Subject to approvals by the Hong Kong Stock Exchange, regulatory authorities and a Lenovo shareholder vote, IBM’s ultimate consideration for the transaction is expected to be approximately $800 million in cash and $450 million in Lenovo Group stock, which, as currently proposed, would be accomplished by a repurchase of shares of Lenovo from IBM

 

Financial Implications

 

As a result of the divestiture, the change in IBM’s top line going forward will reflect the loss of Personal Computing Division revenues.

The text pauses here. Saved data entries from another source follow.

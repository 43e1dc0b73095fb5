//! Top-down time mention resolution over constituency trees.
//!
//! For each tree of a segment the resolver starts at the root's first child
//! and visits nodes depth first, left to right. Every visited node gets a
//! feature vector and a category:
//!
//! - in training, a node is a mention iff a gold span from the segment's
//!   working set equals the node span. Matching gold spans are consumed, and
//!   nodes covering fewer than [`SPAN_LIMIT`] tokens are written as
//!   training instances;
//! - in inference, the classifier labels the node and mentions are emitted
//!   with the first score of the classifier's score list.
//!
//! Recursion stops at leaves and at mentions, and skips nodes of at least
//! [`SPAN_LIMIT`] tokens that contain neither a time word nor a gold span.

use crate::classifier::{Category, SpanClassifier};
use crate::document::Segment;
use crate::errors::{TimexError, TimexResult};
use crate::features::{FeatureComposer, FeatureVector};
use crate::lexicon::TimeWordLexicon;
use crate::sink::{InstanceSink, MentionSink, TimeMention, TrainingInstance};
use crate::span::Span;
use crate::tree::{NodeId, ParseTree};
use std::sync::Arc;
use tracing::{debug, trace};

/// Token count from which nodes are not written as training instances and,
/// without evidence, not descended into.
pub const SPAN_LIMIT: usize = 12;

/// The gold time spans of one segment that are still unmatched.
///
/// Duplicates are kept; an exact match consumes every copy of the span.
#[derive(Debug, Clone, Default, PartialEq, Eq)]
pub struct GoldMentions {
    spans: Vec<Span>,
}

impl GoldMentions {
    pub fn new(spans: Vec<Span>) -> Self {
        Self { spans }
    }

    /// Returns true if some remaining gold span lies inside `span`.
    pub fn any_within(&self, span: Span) -> bool {
        self.spans.iter().any(|gold| span.covers(*gold))
    }

    /// Remove every gold span equal to `span`, returning how many matched.
    pub fn take_exact(&mut self, span: Span) -> usize {
        let before = self.spans.len();
        self.spans.retain(|gold| *gold != span);
        before - self.spans.len()
    }

    pub fn remaining(&self) -> &[Span] {
        &self.spans
    }

    pub fn is_empty(&self) -> bool {
        self.spans.is_empty()
    }
}

/// A node visited during resolution.
#[derive(Debug, Clone, Copy, PartialEq, Eq, Hash)]
pub struct VisitedNode {
    /// Index of the tree within the segment
    pub tree: usize,
    pub node: NodeId,
    pub category: Category,
}

/// What happened while resolving one segment.
#[derive(Debug, Clone, Default, PartialEq)]
pub struct SegmentReport {
    /// Nodes in visiting order
    pub visited: Vec<VisitedNode>,
    pub instances_written: usize,
    pub mentions_found: usize,
    /// Gold spans no visited node matched exactly
    pub unmatched_gold: Vec<Span>,
}

/// Evidence gathered for a node before its category is decided.
#[derive(Debug, Clone, Copy)]
struct Evidence {
    token_count: usize,
    contains_time_word: bool,
    contains_gold_time: bool,
}

impl Evidence {
    fn prunes_children(&self) -> bool {
        !self.contains_gold_time && !self.contains_time_word && self.token_count >= SPAN_LIMIT
    }
}

/// The mode-specific label decision and emission step.
trait LabelStep {
    fn contains_gold(&self, span: Span) -> bool;

    fn decide(
        &mut self,
        span: Span,
        evidence: &Evidence,
        features: FeatureVector,
    ) -> TimexResult<Category>;
}

struct Training<'s, S: ?Sized> {
    sink: &'s mut S,
    gold: GoldMentions,
    written: usize,
}

impl<S: InstanceSink + ?Sized> LabelStep for Training<'_, S> {
    fn contains_gold(&self, span: Span) -> bool {
        self.gold.any_within(span)
    }

    fn decide(
        &mut self,
        span: Span,
        evidence: &Evidence,
        features: FeatureVector,
    ) -> TimexResult<Category> {
        let category = if self.gold.take_exact(span) > 0 {
            Category::Mention
        } else {
            Category::NonMention
        };
        if evidence.token_count < SPAN_LIMIT {
            self.sink.write(TrainingInstance {
                label: category,
                features,
            })?;
            self.written += 1;
        }
        Ok(category)
    }
}

struct Inference<'c, 's, C: ?Sized, S: ?Sized> {
    classifier: &'c C,
    sink: &'s mut S,
    found: usize,
}

impl<C: SpanClassifier + ?Sized, S: MentionSink + ?Sized> LabelStep for Inference<'_, '_, C, S> {
    fn contains_gold(&self, _span: Span) -> bool {
        false
    }

    fn decide(
        &mut self,
        span: Span,
        _evidence: &Evidence,
        features: FeatureVector,
    ) -> TimexResult<Category> {
        // The first listed score is used whichever class it belongs to.
        let confidence = self
            .classifier
            .score(&features)?
            .first()
            .map(|class| class.score)
            .ok_or_else(|| TimexError::Classification {
                message: format!("classifier returned no scores for node {}", span),
            })?;
        let category = self.classifier.classify(&features)?;
        if category.is_mention() {
            self.sink.insert(TimeMention { span, confidence })?;
            self.found += 1;
        }
        Ok(category)
    }
}

/// Resolves time mentions over the constituency trees of a segment.
///
/// The resolver is immutable and can be shared across threads; all
/// per-segment state lives in the call.
#[derive(Debug, Clone)]
pub struct TimeMentionResolver {
    composer: FeatureComposer,
}

impl TimeMentionResolver {
    pub fn new(lexicon: Arc<TimeWordLexicon>) -> Self {
        Self {
            composer: FeatureComposer::new(lexicon),
        }
    }

    /// Resolver over the lexicon bundled with the crate.
    pub fn with_bundled_lexicon() -> TimexResult<Self> {
        Ok(Self::new(TimeWordLexicon::bundled()?))
    }

    pub fn lexicon(&self) -> &TimeWordLexicon {
        self.composer.lexicon()
    }

    /// Write training instances for `segment` against its gold spans.
    pub fn train_segment<S: InstanceSink + ?Sized>(
        &self,
        segment: &Segment,
        sink: &mut S,
    ) -> TimexResult<SegmentReport> {
        let mut step = Training {
            sink,
            gold: GoldMentions::new(segment.gold().to_vec()),
            written: 0,
        };
        let mut report = self.resolve(segment, &mut step)?;
        report.instances_written = step.written;
        report.unmatched_gold = step.gold.remaining().to_vec();
        debug!(
            visited = report.visited.len(),
            instances = report.instances_written,
            unmatched_gold = report.unmatched_gold.len(),
            "trained segment"
        );
        Ok(report)
    }

    /// Classify the nodes of `segment`, inserting mentions into `sink`.
    pub fn annotate_segment<C: SpanClassifier + ?Sized, S: MentionSink + ?Sized>(
        &self,
        segment: &Segment,
        classifier: &C,
        sink: &mut S,
    ) -> TimexResult<SegmentReport> {
        let mut step = Inference {
            classifier,
            sink,
            found: 0,
        };
        let mut report = self.resolve(segment, &mut step)?;
        report.mentions_found = step.found;
        debug!(
            visited = report.visited.len(),
            mentions = report.mentions_found,
            "annotated segment"
        );
        Ok(report)
    }

    fn resolve(&self, segment: &Segment, step: &mut dyn LabelStep) -> TimexResult<SegmentReport> {
        let mut report = SegmentReport::default();
        for (tree_idx, tree) in segment.trees().iter().enumerate() {
            if let Some(top) = tree.top_child() {
                let mut walk = Walk {
                    composer: &self.composer,
                    segment,
                    tree_idx,
                    tree,
                    step: &mut *step,
                    report: &mut report,
                };
                walk.visit(top, Category::NonMention)?;
            }
        }
        Ok(report)
    }
}

/// Recursion state for one tree.
struct Walk<'a> {
    composer: &'a FeatureComposer,
    segment: &'a Segment,
    tree_idx: usize,
    tree: &'a ParseTree,
    step: &'a mut dyn LabelStep,
    report: &'a mut SegmentReport,
}

impl Walk<'_> {
    fn visit(&mut self, id: NodeId, parent_category: Category) -> TimexResult<()> {
        let (tree, segment) = (self.tree, self.segment);
        let node = &tree[id];
        let span = node.span();
        let covered = segment.tokens().covered(span);

        let features = self.composer.compose(tree, id, parent_category, covered)?;
        let lexicon = self.composer.lexicon();
        let evidence = Evidence {
            token_count: covered.len(),
            contains_time_word: covered.iter().any(|t| lexicon.is_time_word(&t.text)),
            contains_gold_time: self.step.contains_gold(span),
        };

        let category = self.step.decide(span, &evidence, features)?;
        trace!(
            tree = self.tree_idx,
            node = id.index(),
            label = node.label(),
            %span,
            tokens = evidence.token_count,
            %category,
            "resolved node"
        );
        self.report.visited.push(VisitedNode {
            tree: self.tree_idx,
            node: id,
            category,
        });

        if node.is_leaf() || category.is_mention() || evidence.prunes_children() {
            return Ok(());
        }
        for child in node.children() {
            self.visit(*child, category)?;
        }
        Ok(())
    }
}

#[cfg(test)]
mod tests {
    use super::*;

    #[test]
    fn take_exact_consumes_all_duplicates() {
        let mut gold = GoldMentions::new(vec![
            Span::new(10, 16),
            Span::new(20, 24),
            Span::new(10, 16),
        ]);
        assert!(gold.any_within(Span::new(0, 30)));
        assert!(gold.any_within(Span::new(10, 16)));
        assert!(!gold.any_within(Span::new(11, 16)));

        assert_eq!(gold.take_exact(Span::new(10, 16)), 2);
        assert_eq!(gold.take_exact(Span::new(10, 16)), 0);
        assert_eq!(gold.remaining(), &[Span::new(20, 24)]);
    }

    #[test]
    fn pruning_needs_all_three_conditions() {
        let long = Evidence {
            token_count: SPAN_LIMIT,
            contains_time_word: false,
            contains_gold_time: false,
        };
        assert!(long.prunes_children());
        assert!(!Evidence {
            token_count: SPAN_LIMIT - 1,
            ..long
        }
        .prunes_children());
        assert!(!Evidence {
            contains_time_word: true,
            ..long
        }
        .prunes_children());
        assert!(!Evidence {
            contains_gold_time: true,
            ..long
        }
        .prunes_children());
    }

    #[test]
    fn resolver_is_shareable_across_threads() {
        fn assert_send_sync<T: Send + Sync>() {}
        assert_send_sync::<TimeMentionResolver>();
        assert_send_sync::<Segment>();
    }
}
//! Constituency parse trees stored as an arena.
//!
//! Nodes are addressed by [`NodeId`]. The tree owns every node; children are
//! ordered id lists and the parent link is an optional id used for lookup
//! only. Trees are produced upstream by a parser; [`BracketedReader`] turns
//! Penn-Treebank bracket notation into a tree whose spans are aligned to the
//! segment text.

use crate::errors::{TimexError, TimexResult};
use crate::span::Span;
use std::ops::Index;

/// Index of a node inside its [`ParseTree`].
#[derive(Debug, Clone, Copy, PartialEq, Eq, Hash, PartialOrd, Ord)]
pub struct NodeId(usize);

impl NodeId {
    pub fn index(self) -> usize {
        self.0
    }
}

/// A single constituent.
#[derive(Debug, Clone, PartialEq)]
pub struct ParseNode {
    label: String,
    leaf: bool,
    span: Span,
    children: Vec<NodeId>,
    parent: Option<NodeId>,
}

impl ParseNode {
    /// Syntactic category, e.g. `NP` or `NNP`.
    pub fn label(&self) -> &str {
        &self.label
    }

    pub fn is_leaf(&self) -> bool {
        self.leaf
    }

    pub fn span(&self) -> Span {
        self.span
    }

    pub fn children(&self) -> &[NodeId] {
        &self.children
    }

    pub fn parent(&self) -> Option<NodeId> {
        self.parent
    }
}

/// An arena-backed constituency tree with a single root.
#[derive(Debug, Clone, PartialEq)]
pub struct ParseTree {
    nodes: Vec<ParseNode>,
}

impl ParseTree {
    /// Start a tree whose root has `label` and covers `span`.
    pub fn builder(label: impl Into<String>, span: Span) -> TreeBuilder {
        TreeBuilder {
            nodes: vec![ParseNode {
                label: label.into(),
                leaf: false,
                span,
                children: Vec::new(),
                parent: None,
            }],
        }
    }

    /// Read a single bracketed tree whose words appear in `text` in order.
    ///
    /// ```
    /// use layered_timex::ParseTree;
    ///
    /// let text = "Seen Monday.";
    /// let tree = ParseTree::from_bracketed(text, "(TOP (S (VBN Seen) (NNP Monday) (. .)))").unwrap();
    /// let top = tree.top_child().unwrap();
    /// assert_eq!(tree[top].label(), "S");
    /// assert_eq!(tree[top].span().text(text), Some("Seen Monday."));
    /// ```
    pub fn from_bracketed(text: &str, bracketed: &str) -> TimexResult<ParseTree> {
        BracketedReader::new(text).read(bracketed)
    }

    pub fn root(&self) -> NodeId {
        NodeId(0)
    }

    /// The root's first child, where time-mention resolution starts.
    pub fn top_child(&self) -> Option<NodeId> {
        self.nodes[0].children.first().copied()
    }

    pub fn get(&self, id: NodeId) -> Option<&ParseNode> {
        self.nodes.get(id.0)
    }

    pub fn parent(&self, id: NodeId) -> Option<&ParseNode> {
        self.get(id)?.parent.and_then(|p| self.get(p))
    }

    /// Returns true if `id`'s parent is the root of the tree.
    pub fn is_top_child(&self, id: NodeId) -> bool {
        match self.get(id).and_then(|n| n.parent) {
            Some(parent) => self.nodes[parent.0].parent.is_none(),
            None => false,
        }
    }

    pub fn len(&self) -> usize {
        self.nodes.len()
    }

    pub fn is_empty(&self) -> bool {
        self.nodes.is_empty()
    }

    /// All node ids in arena order.
    pub fn ids(&self) -> impl Iterator<Item = NodeId> {
        (0..self.nodes.len()).map(NodeId)
    }

    /// Leaves in left-to-right order.
    pub fn leaves(&self) -> Vec<NodeId> {
        let mut out = Vec::new();
        let mut stack = vec![self.root()];
        while let Some(id) = stack.pop() {
            let node = &self.nodes[id.0];
            if node.leaf {
                out.push(id);
            }
            stack.extend(node.children.iter().rev().copied());
        }
        out
    }

    /// Every strict descendant of `id`, pre-order.
    pub fn descendants(&self, id: NodeId) -> Vec<NodeId> {
        let mut out = Vec::new();
        let mut stack: Vec<NodeId> = match self.get(id) {
            Some(node) => node.children.iter().rev().copied().collect(),
            None => return out,
        };
        while let Some(next) = stack.pop() {
            out.push(next);
            stack.extend(self.nodes[next.0].children.iter().rev().copied());
        }
        out
    }
}

impl Index<NodeId> for ParseTree {
    type Output = ParseNode;

    fn index(&self, id: NodeId) -> &ParseNode {
        &self.nodes[id.0]
    }
}

/// Incremental construction of a [`ParseTree`].
#[derive(Debug)]
pub struct TreeBuilder {
    nodes: Vec<ParseNode>,
}

impl TreeBuilder {
    pub fn root(&self) -> NodeId {
        NodeId(0)
    }

    /// Append a non-leaf constituent under `parent`.
    pub fn add_node(&mut self, parent: NodeId, label: impl Into<String>, span: Span) -> NodeId {
        self.push(parent, label.into(), span, false)
    }

    /// Append a leaf constituent under `parent`.
    pub fn add_leaf(&mut self, parent: NodeId, label: impl Into<String>, span: Span) -> NodeId {
        self.push(parent, label.into(), span, true)
    }

    fn push(&mut self, parent: NodeId, label: String, span: Span, leaf: bool) -> NodeId {
        debug_assert!(!self.nodes[parent.0].leaf, "leaf nodes cannot have children");
        debug_assert!(
            self.nodes[parent.0].span.covers(span),
            "child span {} outside parent span {}",
            span,
            self.nodes[parent.0].span
        );
        let id = NodeId(self.nodes.len());
        self.nodes.push(ParseNode {
            label,
            leaf,
            span,
            children: Vec::new(),
            parent: Some(parent),
        });
        self.nodes[parent.0].children.push(id);
        id
    }

    pub fn build(self) -> ParseTree {
        ParseTree { nodes: self.nodes }
    }
}

/// Reads bracketed trees, aligning terminal words to a segment's text.
///
/// Words are located left to right starting after the previous tree's last
/// word, so several sentence trees of one segment can be read in sequence.
/// Preterminals `(TAG word)` become leaves labelled `TAG`. An unlabelled
/// outermost bracket is labelled `TOP`.
#[derive(Debug)]
pub struct BracketedReader<'t> {
    text: &'t str,
    /// Byte position in `text` after the last aligned word
    cursor: usize,
    /// The same position in characters
    offset: usize,
}

#[derive(Debug)]
enum Lexeme<'b> {
    Open(usize),
    Close(usize),
    Atom(usize, &'b str),
}

#[derive(Debug)]
struct Bracket<'b> {
    label: &'b str,
    word: Option<&'b str>,
    children: Vec<Bracket<'b>>,
}

impl<'t> BracketedReader<'t> {
    pub fn new(text: &'t str) -> Self {
        Self {
            text,
            cursor: 0,
            offset: 0,
        }
    }

    /// Character offset after the last aligned word.
    pub fn cursor(&self) -> usize {
        self.offset
    }

    pub fn read(&mut self, bracketed: &str) -> TimexResult<ParseTree> {
        let lexemes = lex(bracketed);
        let mut pos = 0;
        let bracket = parse_bracket(&lexemes, &mut pos)?;
        if let Some(extra) = lexemes.get(pos) {
            return Err(TimexError::TreeSyntax {
                position: lexeme_offset(extra),
                message: "trailing input after tree".to_string(),
            });
        }
        if bracket.word.is_some() {
            return Err(TimexError::TreeSyntax {
                position: 0,
                message: "tree root cannot be a terminal".to_string(),
            });
        }

        let mut nodes = Vec::new();
        let label = if bracket.label.is_empty() { "TOP" } else { bracket.label };
        self.insert(&mut nodes, &bracket, label, None)?;
        Ok(ParseTree { nodes })
    }

    fn insert(
        &mut self,
        nodes: &mut Vec<ParseNode>,
        bracket: &Bracket<'_>,
        label: &str,
        parent: Option<NodeId>,
    ) -> TimexResult<NodeId> {
        let id = NodeId(nodes.len());
        nodes.push(ParseNode {
            label: label.to_string(),
            leaf: bracket.word.is_some(),
            span: Span::new(self.offset, self.offset),
            children: Vec::new(),
            parent,
        });

        let span = match bracket.word {
            Some(word) => self.align(word)?,
            None => {
                let mut children = Vec::with_capacity(bracket.children.len());
                for child in &bracket.children {
                    children.push(self.insert(nodes, child, child.label, Some(id))?);
                }
                let (first, last) = match (children.first(), children.last()) {
                    (Some(first), Some(last)) => (*first, *last),
                    _ => {
                        return Err(TimexError::TreeSyntax {
                            position: self.offset,
                            message: format!("constituent {} has no children", label),
                        })
                    }
                };
                let span = Span::new(nodes[first.0].span.begin, nodes[last.0].span.end);
                nodes[id.0].children = children;
                span
            }
        };
        nodes[id.0].span = span;
        Ok(id)
    }

    fn align(&mut self, word: &str) -> TimexResult<Span> {
        let surface = unescape(word);
        let rest = self.text.get(self.cursor..).unwrap_or("");
        match rest.find(surface) {
            Some(skip) => {
                let begin = self.offset + rest[..skip].chars().count();
                let end = begin + surface.chars().count();
                self.cursor += skip + surface.len();
                self.offset = end;
                Ok(Span::new(begin, end))
            }
            None => Err(TimexError::TreeSyntax {
                position: self.offset,
                message: format!("word {:?} not found in text after offset {}", surface, self.offset),
            }),
        }
    }
}

fn unescape(word: &str) -> &str {
    match word {
        "-LRB-" => "(",
        "-RRB-" => ")",
        "-LSB-" => "[",
        "-RSB-" => "]",
        "-LCB-" => "{",
        "-RCB-" => "}",
        other => other,
    }
}

fn lex(input: &str) -> Vec<Lexeme<'_>> {
    let mut out = Vec::new();
    let mut atom_start: Option<usize> = None;
    for (idx, ch) in input.char_indices() {
        if ch == '(' || ch == ')' || ch.is_whitespace() {
            if let Some(start) = atom_start.take() {
                out.push(Lexeme::Atom(start, &input[start..idx]));
            }
            match ch {
                '(' => out.push(Lexeme::Open(idx)),
                ')' => out.push(Lexeme::Close(idx)),
                _ => {}
            }
        } else if atom_start.is_none() {
            atom_start = Some(idx);
        }
    }
    if let Some(start) = atom_start {
        out.push(Lexeme::Atom(start, &input[start..]));
    }
    out
}

fn lexeme_offset(lexeme: &Lexeme<'_>) -> usize {
    match lexeme {
        Lexeme::Open(at) | Lexeme::Close(at) | Lexeme::Atom(at, _) => *at,
    }
}

fn parse_bracket<'b>(lexemes: &[Lexeme<'b>], pos: &mut usize) -> TimexResult<Bracket<'b>> {
    let open_at = match lexemes.get(*pos) {
        Some(Lexeme::Open(at)) => *at,
        Some(other) => {
            return Err(TimexError::TreeSyntax {
                position: lexeme_offset(other),
                message: "expected '('".to_string(),
            })
        }
        None => {
            return Err(TimexError::TreeSyntax {
                position: 0,
                message: "empty tree".to_string(),
            })
        }
    };
    *pos += 1;

    let label = match lexemes.get(*pos) {
        Some(Lexeme::Atom(_, label)) => {
            *pos += 1;
            *label
        }
        _ => "",
    };

    let mut children = Vec::new();
    let mut word = None;
    loop {
        match lexemes.get(*pos) {
            Some(Lexeme::Close(_)) => {
                *pos += 1;
                break;
            }
            Some(Lexeme::Open(_)) => {
                if word.is_some() {
                    return Err(TimexError::TreeSyntax {
                        position: lexeme_offset(&lexemes[*pos]),
                        message: format!("terminal {} cannot have children", label),
                    });
                }
                children.push(parse_bracket(lexemes, pos)?);
            }
            Some(Lexeme::Atom(at, atom)) => {
                if word.is_some() || !children.is_empty() {
                    return Err(TimexError::TreeSyntax {
                        position: *at,
                        message: format!("unexpected word {:?} in {}", atom, label),
                    });
                }
                word = Some(*atom);
                *pos += 1;
            }
            None => {
                return Err(TimexError::TreeSyntax {
                    position: open_at,
                    message: "unbalanced '('".to_string(),
                })
            }
        }
    }

    Ok(Bracket {
        label,
        word,
        children,
    })
}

It also will eliminate the volatility associated with the cyclical PC business.

 

By divesting of a lower margin business, IBM’s profit margin —both gross and net — will improve.  Based on our current profile, without the PC business, IBM’s Pre Tax Income margin would be just over one point higher.

 

This pre-tax income improvement is based on expectations that total gross margin will improve by roughly 3 points, offset in part by an increase in IBM’s expense-to-revenue ratio of roughly 2 points.

 

On April 20, 2005, the company announced that the Printing Systems Division and Retail Store Solutions (other divisions of the Personal Systems Group segment) will become part of the Systems and Technology Group.  Prior to the close of the second quarter, IBM will provide historical information on PC Divison revenue and pre-tax income consistent with our new management system, or reporting segment, view.

 

The direct resources associated with the PC business are transferring to Lenovo.  Much of the sales resource and infrastructure that has supported this business was not dedicated, and so will remain with IBM.  The transition services agreements and marketing support agreements established with Lenovo recover the majority of these support costs.

 

As a result, the divestiture of the PC business is expected to have no material impact to IBM’s earnings per share in the second half of 2005.